[Dataset entries — start]
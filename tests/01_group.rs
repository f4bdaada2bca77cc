mod support;

use std::sync::Arc;

use serde_json::json;
use tokio::sync::mpsc;

use gatecrab::group::{Group, GroupEvent, GroupSpec};
use gatecrab::protocol::close_code::NORMAL_CLOSURE;
use gatecrab::shard::{ShardEventKind, ShardStatus};
use support::MockConnector;

fn start() -> (Arc<Group>, mpsc::UnboundedReceiver<GroupEvent>) {
    let (connector, peers) = MockConnector::new();
    support::spawn_auto_gateway(peers);

    let (group, events) = Group::new(
        GroupSpec::new(1, 3..6, 8),
        Arc::new(support::settings()),
        Arc::new(connector),
    );
    (Arc::new(group), events)
}

/// Plays the handshake queue for a single group until it reports ready.
/// Returns the shard ids in the order they asked for a grant.
async fn grant_until_ready(group: &Group, events: &mut mpsc::UnboundedReceiver<GroupEvent>) -> Vec<u32> {
    let mut asked = Vec::new();
    loop {
        match events.recv().await.expect("group event stream ended") {
            GroupEvent::Shard(event) if event.kind == ShardEventKind::NeedHandshake => {
                asked.push(event.shard_id);
                group.identify(event.shard_id).unwrap();
            }
            GroupEvent::Ready { group_id } => {
                assert_eq!(group_id, 1);
                return asked;
            }
            _ => {}
        }
    }
}

#[tokio::test(start_paused = true)]
async fn spawn_connects_every_shard_in_order_and_reports_ready_once() {
    let (group, mut events) = start();

    let spawner = tokio::spawn({
        let group = group.clone();
        async move { group.spawn().await }
    });

    let asked = grant_until_ready(&group, &mut events).await;
    assert_eq!(asked, vec![3, 4, 5]);
    assert!(spawner.await.unwrap().is_empty());
    assert!(group.is_ready());

    let stats = group.snapshot().await;
    assert_eq!(stats.ready, 3);
    assert_eq!(
        stats.shards.iter().map(|s| s.shard_id).collect::<Vec<_>>(),
        vec![3, 4, 5]
    );
    assert!(stats.shards.iter().all(|s| s.status == ShardStatus::Ready));
    assert_eq!(stats.counters.identifies, 3);

    // a resumed shard does not announce the group a second time
    group.reconnect(4).unwrap();
    loop {
        match events.recv().await.unwrap() {
            GroupEvent::Shard(event) if event.kind == ShardEventKind::Resumed => {
                assert_eq!(event.shard_id, 4);
                break;
            }
            GroupEvent::Ready { .. } => panic!("group announced ready twice"),
            _ => {}
        }
    }
    assert_eq!(group.ready_count(), 3);
}

#[tokio::test(start_paused = true)]
async fn unknown_shards_are_rejected() {
    let (group, _events) = start();

    assert!(matches!(
        group.identify(7),
        Err(gatecrab::GatewayError::UnknownShard { shard_id: 7 })
    ));
    assert!(group.send(Some(0), json!({"op": 3})).is_err());
    assert!(group.shard_snapshot(6).await.is_err());
}

#[tokio::test(start_paused = true)]
async fn shutdown_disconnects_every_shard() {
    let (group, mut events) = start();

    let spawner = tokio::spawn({
        let group = group.clone();
        async move { group.spawn().await }
    });
    grant_until_ready(&group, &mut events).await;
    spawner.await.unwrap();

    group.shutdown(NORMAL_CLOSURE).await;

    let mut closed = Vec::new();
    while closed.len() < 3 {
        if let GroupEvent::Shard(event) = events.recv().await.unwrap() {
            if let ShardEventKind::Disconnected { code } = event.kind {
                assert_eq!(code, Some(NORMAL_CLOSURE));
                closed.push(event.shard_id);
            }
        }
    }
    closed.sort();
    assert_eq!(closed, vec![3, 4, 5]);

    let stats = group.snapshot().await;
    assert_eq!(stats.ready, 0);
    assert!(stats.shards.iter().all(|s| s.status == ShardStatus::Disconnected));
}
[Dataset entries — finish]
#### Your assignment:
In the listing above, find each line with the word "push" and return it.

#### Problem solution:
                asked.push(event.shard_id);
                closed.push(event.shard_id);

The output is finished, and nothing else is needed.